For the U.S. Navy, providing trauma care for Marines and sailors deployed in remote locations poses a daunting challenge. When a person suffers major trauma — a bullet or shrapnel wound, a serious head injury, a severe burn — rapid access to high-level medical care can literally be a matter of life and death. But Navy and Marine Corps personnel often suffer such injuries in places and situations where such care may be many hours away.

 

What’s needed is a way to make the clinical expertise and capabilities of a critical care center available to patients while they’re being evacuated. And that’s why the Office of Naval Research has teamed up with biomedical scientists from UTMB to develop the Automated Critical Care System.

 

The concept behind the ACCS is simple; it’s intended to be a “cruise control” for critical care, able to automatically sense and respond to a patient’s condition with appropriate intravenous fluid support and emergency drugs.

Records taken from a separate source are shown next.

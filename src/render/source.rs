use crate::{
    foundation::{
        core::{ClipRect, Viewport},
        error::{FilterError, FilterResult},
    },
    graph::{
        FilterGraph,
        node::{NodeId, SourceSelector},
    },
    pixel::{
        buffer::{ColorSpace, PixelBuffer},
        colorspace::convert_buffer,
    },
    render::{
        bank::{BankSlot, ImageBank},
        geometry::ClientGeometry,
    },
};

/// Filter-free rendering of the client geometry, kept across passes and rendered at most once
/// per pass.
#[derive(Debug, Default)]
pub(crate) struct SourceImage {
    pub buffer: PixelBuffer,
    pub rendered: bool,
}

impl SourceImage {
    pub fn clear(&mut self) {
        self.buffer = PixelBuffer::default();
        self.rendered = false;
    }
}

/// Where a resolved input lives while its consumer runs.
#[derive(Clone, Copy, Debug, PartialEq, Eq)]
pub(crate) enum Resolved {
    Source,
    Bank(BankSlot),
    /// Read as transparent.
    Ignored,
}

impl Resolved {
    pub fn buffer<'b>(self, bank: &'b ImageBank, source: &'b SourceImage) -> Option<&'b PixelBuffer> {
        match self {
            Self::Source => Some(&source.buffer),
            Self::Bank(slot) => Some(bank.get(slot)),
            Self::Ignored => None,
        }
    }
}

/// Pass-wide facts the resolver needs.
pub(crate) struct PassSources<'p> {
    pub graph: &'p FilterGraph,
    pub client: &'p dyn ClientGeometry,
    pub background: Option<&'p PixelBuffer>,
    pub viewport: Viewport,
    /// Filter clip; banked buffers are clipped to it.
    pub clip: ClipRect,
    /// Working colour space inputs are converted to unless the consumer opts out.
    pub color_space: ColorSpace,
}

impl PassSources<'_> {
    /// Resolve `selector` to a buffer in the working colour space.
    ///
    /// `premultiplied` brings the buffer into that alpha state in place; `None` leaves it as is.
    pub fn resolve(
        &self,
        selector: SourceSelector,
        premultiplied: Option<bool>,
        outputs: &[Option<BankSlot>],
        bank: &mut ImageBank,
        source: &mut SourceImage,
    ) -> FilterResult<Resolved> {
        self.resolve_in(selector, Some(self.color_space), premultiplied, outputs, bank, source)
    }

    /// Like [`Self::resolve`], converting to `space` instead; `None` keeps the stored space.
    pub fn resolve_in(
        &self,
        selector: SourceSelector,
        space: Option<ColorSpace>,
        premultiplied: Option<bool>,
        outputs: &[Option<BankSlot>],
        bank: &mut ImageBank,
        source: &mut SourceImage,
    ) -> FilterResult<Resolved> {
        let resolved = match selector {
            SourceSelector::SourceGraphic => {
                self.render_source(source)?;
                Resolved::Source
            }
            SourceSelector::SourceAlpha => {
                self.render_source(source)?;
                let slot = self.acquire(bank)?;
                copy_alpha(&source.buffer, bank.get_mut(slot), self.clip);
                Resolved::Bank(slot)
            }
            SourceSelector::BackgroundImage | SourceSelector::BackgroundAlpha => {
                let background = self
                    .background
                    .ok_or_else(|| FilterError::no_data("no background snapshot was supplied"))?;
                let slot = self.acquire(bank)?;
                let out = bank.get_mut(slot);
                if selector == SourceSelector::BackgroundAlpha {
                    copy_alpha(background, out, self.clip);
                } else {
                    copy_background(background, out, self.clip);
                }
                Resolved::Bank(slot)
            }
            SourceSelector::Reference(id) => {
                return self.resolve_reference(id, space, premultiplied, outputs, bank, source);
            }
            SourceSelector::Ignore | SourceSelector::None => Resolved::Ignored,
            SourceSelector::FillPaint | SourceSelector::StrokePaint => {
                return Err(FilterError::unsupported(format!(
                    "{selector:?} is not available as a filter input"
                )));
            }
        };

        let buf = match resolved {
            Resolved::Source => &mut source.buffer,
            Resolved::Bank(slot) => bank.get_mut(slot),
            Resolved::Ignored => return Ok(resolved),
        };
        settle(buf, space, premultiplied);
        Ok(resolved)
    }

    /// Walk back through passthrough nodes to the one that produced output.
    fn resolve_reference(
        &self,
        id: NodeId,
        space: Option<ColorSpace>,
        premultiplied: Option<bool>,
        outputs: &[Option<BankSlot>],
        bank: &mut ImageBank,
        source: &mut SourceImage,
    ) -> FilterResult<Resolved> {
        let node = self
            .graph
            .node(id)
            .ok_or_else(|| FilterError::no_data(format!("node #{} does not exist", id.index())))?;
        if node.is_dropped() {
            return Err(FilterError::no_data(format!(
                "node {} failed to build and has no output",
                display_name(node.name(), id)
            )));
        }
        if node.is_folded() {
            return self.resolve_in(node.primary(), space, premultiplied, outputs, bank, source);
        }
        let slot = outputs.get(id.index()).copied().flatten().ok_or_else(|| {
            FilterError::no_data(format!(
                "node {} produced no output",
                display_name(node.name(), id)
            ))
        })?;
        settle(bank.get_mut(slot), space, premultiplied);
        Ok(Resolved::Bank(slot))
    }

    pub fn acquire(&self, bank: &mut ImageBank) -> FilterResult<BankSlot> {
        bank.acquire(
            self.viewport.width,
            self.viewport.height,
            self.clip,
            self.color_space,
        )
    }

    fn render_source(&self, source: &mut SourceImage) -> FilterResult<()> {
        if source.rendered {
            return Ok(());
        }
        let buf = &mut source.buffer;
        buf.resize(self.viewport.width, self.viewport.height)?;
        buf.clear_transparent();
        buf.set_color_space(ColorSpace::Srgb);
        buf.set_premultiplied(true);
        self.client.render(buf)?;
        source.rendered = true;
        Ok(())
    }
}

fn settle(buf: &mut PixelBuffer, space: Option<ColorSpace>, premultiplied: Option<bool>) {
    if let Some(space) = space {
        convert_buffer(buf, space);
    }
    if let Some(p) = premultiplied {
        buf.ensure_premultiplied(p);
    }
}

fn display_name(name: &str, id: NodeId) -> String {
    if name.is_empty() {
        format!("#{}", id.index())
    } else {
        format!("'{name}'")
    }
}

/// Alpha of `src` with colour zeroed; valid in either alpha state and colour space.
fn copy_alpha(src: &PixelBuffer, dst: &mut PixelBuffer, clip: ClipRect) {
    for y in clip.top..clip.bottom {
        for x in clip.left..clip.right {
            let a = src.pixel_or_transparent(x, y)[3];
            dst.set_pixel(x, y, [0, 0, 0, a]);
        }
    }
    dst.set_premultiplied(true);
}

/// Copy the background inside `clip`, adopting its colour state for later conversion.
fn copy_background(src: &PixelBuffer, dst: &mut PixelBuffer, clip: ClipRect) {
    for y in clip.top..clip.bottom {
        for x in clip.left..clip.right {
            dst.set_pixel(x, y, src.pixel_or_transparent(x, y));
        }
    }
    dst.set_color_space(src.color_space());
    dst.set_premultiplied(src.is_premultiplied());
}

#[cfg(test)]
#[path = "../../tests/unit/render/source.rs"]
mod tests;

The reality is a bit more complicated; it’s a “system of systems” that will continuously take vital data with non-invasive monitors, determine the proper therapeutic support for a particular type of trauma, and deliver fluid and drugs in precise quantities intravenously.

 

“We’re working with trauma surgeons and intensive-care specialists to translate best-practice principles and rules for emergency and critical care into computer algorithms,” said UTMB professor George Kramer, principal investigator on the project. “We’re providing those systems with input from the new generation of non-invasive ‘smart monitors,’ which can detect a wide variety of vital information, including data that previously required invasive catheters and blood sampling. Finally, we’re supplying fluid therapy with compact, highly efficient pumps that are just entering the market.”

 

The entire package is expected to be no larger than a backpack, making it possible to use it to support casualties in the limited space available inside a crowded aircraft or ground transport. Marine Corps requirements specify that it be able to autonomously manage a critically injured casualty for up to 6 hours.

 

According to Kramer, the ACCS will be able to operate in both “decision assist” and “fully automated” modes. In the first, the system will provide treatment recommendations that can be accepted or rejected by a local medic or telemedicine caregiver; in the second, it will manage the casualty without human input. 

 

“We want to greatly reduce the work load on the caregiver, making it possible for him or her to care for multiple casualties during an evacuation,” Kramer said. “We also believe our technology could make a critical difference in a mass-casualty event, when there aren’t enough caregivers to go around.”

 

In a civilian trauma center, a full team of doctors and nurses often begins treating a trauma victim within minutes of injury. But the treatment of combat casualties and civilian trauma care are not as different as it might seem, said Dr. Bill Mileski, a co-investigator on the ACCS project, director of the UTMB emergency department and chair of the ten-member panel developing ACCS treatment algorithms.

 

“The fundamental clinical challenge is the same: assessment, stabilization and resuscitation by individualizing therapy to the specific mechanism of injury and patient status,” Mileski said. “We’re addressing that challenge in our system by developing trauma care algorithms that draw on years of experience and state-of-the-art best practices.”  

 

UTMB is in the first year of a four-year $2 million ONR development contract on the ACCS. UTMB researchers have been laying the groundwork for the system with Navy- funded physiology and biomedical engineering studies since 2001. Four Galveston-Houston startup companies have formed around UTMB inventions related to smart monitors and computerized decision support for trauma care.

 

“While this project seems revolutionary, it’s really evolved over 12 years,” Kramer said. “It’s exciting to see all that work finally coming together into something that could make a real difference for trauma care and be applicable for wounded warriors.”